For obvious reasons, I’m not going to mention names, but he’s an avid player. Or, to put it another way, he’s a dedicated player and I’m the one who’s interested. I like playing them, especially survival horror and games like Uncharted and God of War. Because neither comes along very often, and I don’t have a lot of free time, I don’t generally bother with open world games or Soulsborne titles because I know I won’t be able to finish them or see them in their entirety.
However, my partner, Dan, is a huge fan of FromSoftware, and I can see why. I like the way their games look, and I respect the fact that they don’t make compromises in the way they create them, with the high difficulty and lack of hand-handling. It doesn’t really match with how much free time I have, but I don’t want them to change – and I doubt they will now that Elden Ring has become so popular.

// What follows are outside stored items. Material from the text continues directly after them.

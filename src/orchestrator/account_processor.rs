//! 单个账号任务包装 - 编排层
//!
//! ## 职责
//!
//! 本模块包装单个账号任务的执行边界：
//!
//! 1. **台账标记**：任务开始前标记处理中，结束后按结果标记成败
//! 2. **崩溃隔离**：把任务内的 panic 折算成失败结果，不拖垮整个批次
//! 3. **结果投递**：每个被调度的账号恰好向结果通道投递一条记录

use std::future::Future;
use std::panic::AssertUnwindSafe;

use futures::FutureExt;
use tokio::sync::mpsc::UnboundedSender;
use tracing::{error, warn};

use crate::models::{Account, AccountResult};
use crate::services::AccountLedger;

/// 带台账标记和崩溃保护地执行单个账号任务
///
/// 任务 panic 时记为失败结果。无论任务如何结束，台账恰好被
/// 标记一次、结果通道恰好收到一条记录。
///
/// # 参数
/// - `task`: 产出账号结果的流程 future
/// - `account`: 被处理的账号
/// - `ledger`: 共享账号台账
/// - `tx`: 结果通道发送端
pub async fn run_guarded<F>(
    task: F,
    account: &Account,
    ledger: &AccountLedger,
    tx: &UnboundedSender<AccountResult>,
) where
    F: Future<Output = AccountResult>,
{
    ledger.mark_processing(&account.username);

    let result = match AssertUnwindSafe(task).catch_unwind().await {
        Ok(result) => result,
        Err(panic) => {
            error!(
                "[账号 {}] ❌ 处理过程中发生严重错误: {}",
                account.username,
                panic_message(panic.as_ref())
            );
            AccountResult::failure(account)
        }
    };

    if result.success {
        ledger.mark_succeeded(&account.username);
    } else {
        ledger.mark_failed(&account.username);
    }

    if tx.send(result).is_err() {
        warn!("[账号 {}] 结果通道已关闭，结果被丢弃", account.username);
    }
}

fn panic_message(panic: &(dyn std::any::Any + Send)) -> String {
    if let Some(text) = panic.downcast_ref::<&str>() {
        (*text).to_string()
    } else if let Some(text) = panic.downcast_ref::<String>() {
        text.clone()
    } else {
        "未知崩溃".to_string()
    }
}

#[cfg(test)]
mod tests {
    use super::*;
    use tokio::sync::mpsc;

    fn test_account(username: &str) -> Account {
        Account::new(username, "pw", Vec::new())
    }

    #[tokio::test]
    async fn test_success_marks_ledger_and_sends_result() {
        let ledger = AccountLedger::new();
        let account = test_account("u1");
        ledger.register(&account.username);
        let (tx, mut rx) = mpsc::unbounded_channel();

        run_guarded(
            async { AccountResult::success(&account) },
            &account,
            &ledger,
            &tx,
        )
        .await;

        let result = rx.recv().await.expect("应收到结果");
        assert!(result.success);
        let snap = ledger.snapshot();
        assert_eq!(snap.succeeded, 1);
        assert_eq!(snap.failed, 0);
        assert_eq!(snap.in_progress, 0);
    }

    #[tokio::test]
    async fn test_panic_becomes_failure_result() {
        let ledger = AccountLedger::new();
        let account = test_account("u2");
        ledger.register(&account.username);
        let (tx, mut rx) = mpsc::unbounded_channel();

        run_guarded(
            async {
                panic!("模拟任务崩溃");
                #[allow(unreachable_code)]
                AccountResult::success(&account)
            },
            &account,
            &ledger,
            &tx,
        )
        .await;

        // 崩溃被折算成失败结果，台账同步标记
        let result = rx.recv().await.expect("应收到结果");
        assert!(!result.success);
        assert_eq!(result.username, "u2");
        let snap = ledger.snapshot();
        assert_eq!(snap.failed, 1);
        assert_eq!(snap.in_progress, 0);
    }

    #[tokio::test]
    async fn test_closed_channel_does_not_panic() {
        let ledger = AccountLedger::new();
        let account = test_account("u3");
        ledger.register(&account.username);
        let (tx, rx) = mpsc::unbounded_channel();
        drop(rx);

        run_guarded(
            async { AccountResult::failure(&account) },
            &account,
            &ledger,
            &tx,
        )
        .await;

        assert_eq!(ledger.snapshot().failed, 1);
    }
}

Despite the fact that Dan enjoys video games, I wouldn’t say he is very adept at them. He’s great in fighting games, but otherwise, I’d say he’s a rather mediocre player. He’s a little better at most things than I am, and he’s a lot better in Street Fighter 5. Unfortunately, maining Cammy doesn’t really help with Elden Ring, and I’ve been seeing him die again and over, which is upsetting since I know I couldn’t do any better, and yet it’s really dull to watch – despite how thrilling it is to play.
He struggled for a long time to defeat Margit, The Fell Omen, and he hit a brick wall with Godrick the Grafted and couldn’t get beyond him. It wasn’t just him, but he was enlisting co-op assistance, which generally turned out to be worse than he was. He wouldn’t give up, however, and would try again and again, moving away to level up, then returning to attempt again.
I told him he wasn’t learning the patterns properly and was simply trying to get by, but he wouldn’t listen and became more enraged. For a few days, he gave up, so I took over, studying the game in the open world (I’d previously played Dark Souls 3 a little, so I understood the fundamentals) and then taking on Godrick. I didn’t get far with it, which seemed to thrill Dan since it proved it wasn’t just him.
Then, on the second night of attempting, I narrowly won, and he was not pleased. He didn’t get furious or yell, but he did start making up reasons and generally pouting right away. Since then, he hasn’t turned the game back on.
I’m sure he’ll change his mind; he’s not normally this awful, or sexist, or whatever the reasons could be. He’s simply annoyed that he wasted so much time playing it and didn’t finish it himself. Worst of all, he now realizes I was correct about understanding the patterns and is blaming himself for not doing so sooner.
Is there a lesson to be learned from this story? I’m not certain. I like to believe that always listening to your partner is a solid rule of thumb for life in general, but at the very least, it demonstrates that Elden Ring requires more than just endurance. If you don’t have a strategy, depending only on your level and a chance encounter with a strong cooperator, things aren’t going to go well for you.